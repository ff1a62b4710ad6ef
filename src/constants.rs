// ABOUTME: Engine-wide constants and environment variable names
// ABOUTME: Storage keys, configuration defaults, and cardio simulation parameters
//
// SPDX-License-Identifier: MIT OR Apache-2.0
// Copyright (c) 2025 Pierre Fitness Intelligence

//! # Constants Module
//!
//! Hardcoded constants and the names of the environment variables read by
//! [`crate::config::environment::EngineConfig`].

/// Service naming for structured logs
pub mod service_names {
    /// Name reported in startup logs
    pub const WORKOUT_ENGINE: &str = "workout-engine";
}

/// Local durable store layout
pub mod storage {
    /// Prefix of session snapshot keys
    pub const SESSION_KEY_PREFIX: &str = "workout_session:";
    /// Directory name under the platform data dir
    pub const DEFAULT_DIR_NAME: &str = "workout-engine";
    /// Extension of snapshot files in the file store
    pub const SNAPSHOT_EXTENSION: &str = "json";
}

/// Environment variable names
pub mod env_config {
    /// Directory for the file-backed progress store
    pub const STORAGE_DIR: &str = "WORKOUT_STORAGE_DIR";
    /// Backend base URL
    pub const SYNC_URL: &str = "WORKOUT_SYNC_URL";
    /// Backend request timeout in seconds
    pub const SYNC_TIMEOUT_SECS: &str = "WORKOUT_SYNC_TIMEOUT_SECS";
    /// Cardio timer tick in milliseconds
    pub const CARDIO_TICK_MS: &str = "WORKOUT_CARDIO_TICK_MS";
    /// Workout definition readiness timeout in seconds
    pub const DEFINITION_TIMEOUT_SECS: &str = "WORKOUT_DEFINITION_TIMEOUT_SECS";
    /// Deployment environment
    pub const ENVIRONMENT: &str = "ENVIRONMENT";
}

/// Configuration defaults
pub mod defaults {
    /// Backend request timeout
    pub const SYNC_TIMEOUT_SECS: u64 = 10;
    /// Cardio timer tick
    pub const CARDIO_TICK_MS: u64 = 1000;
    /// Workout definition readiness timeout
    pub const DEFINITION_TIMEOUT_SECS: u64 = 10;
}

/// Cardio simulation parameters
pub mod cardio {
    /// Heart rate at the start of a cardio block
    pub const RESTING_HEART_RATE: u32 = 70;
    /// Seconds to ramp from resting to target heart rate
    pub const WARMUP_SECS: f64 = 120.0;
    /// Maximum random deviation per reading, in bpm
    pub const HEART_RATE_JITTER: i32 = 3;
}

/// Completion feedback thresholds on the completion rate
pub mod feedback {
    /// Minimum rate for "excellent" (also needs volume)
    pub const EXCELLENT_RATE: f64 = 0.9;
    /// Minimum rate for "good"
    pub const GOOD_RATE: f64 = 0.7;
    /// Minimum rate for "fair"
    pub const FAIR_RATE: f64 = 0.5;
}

▬▬▬▬▬▬▬▬▬▬

Of all the entries above, retype exactly the lines from the line with "platform data dir" to the line with "pub const SYNC_URL: &str", both included, and no others.

    /// Directory name under the platform data dir
    pub const DEFAULT_DIR_NAME: &str = "workout-engine";
    /// Extension of snapshot files in the file store
    pub const SNAPSHOT_EXTENSION: &str = "json";
}

/// Environment variable names
pub mod env_config {
    /// Directory for the file-backed progress store
    pub const STORAGE_DIR: &str = "WORKOUT_STORAGE_DIR";
    /// Backend base URL
    pub const SYNC_URL: &str = "WORKOUT_SYNC_URL";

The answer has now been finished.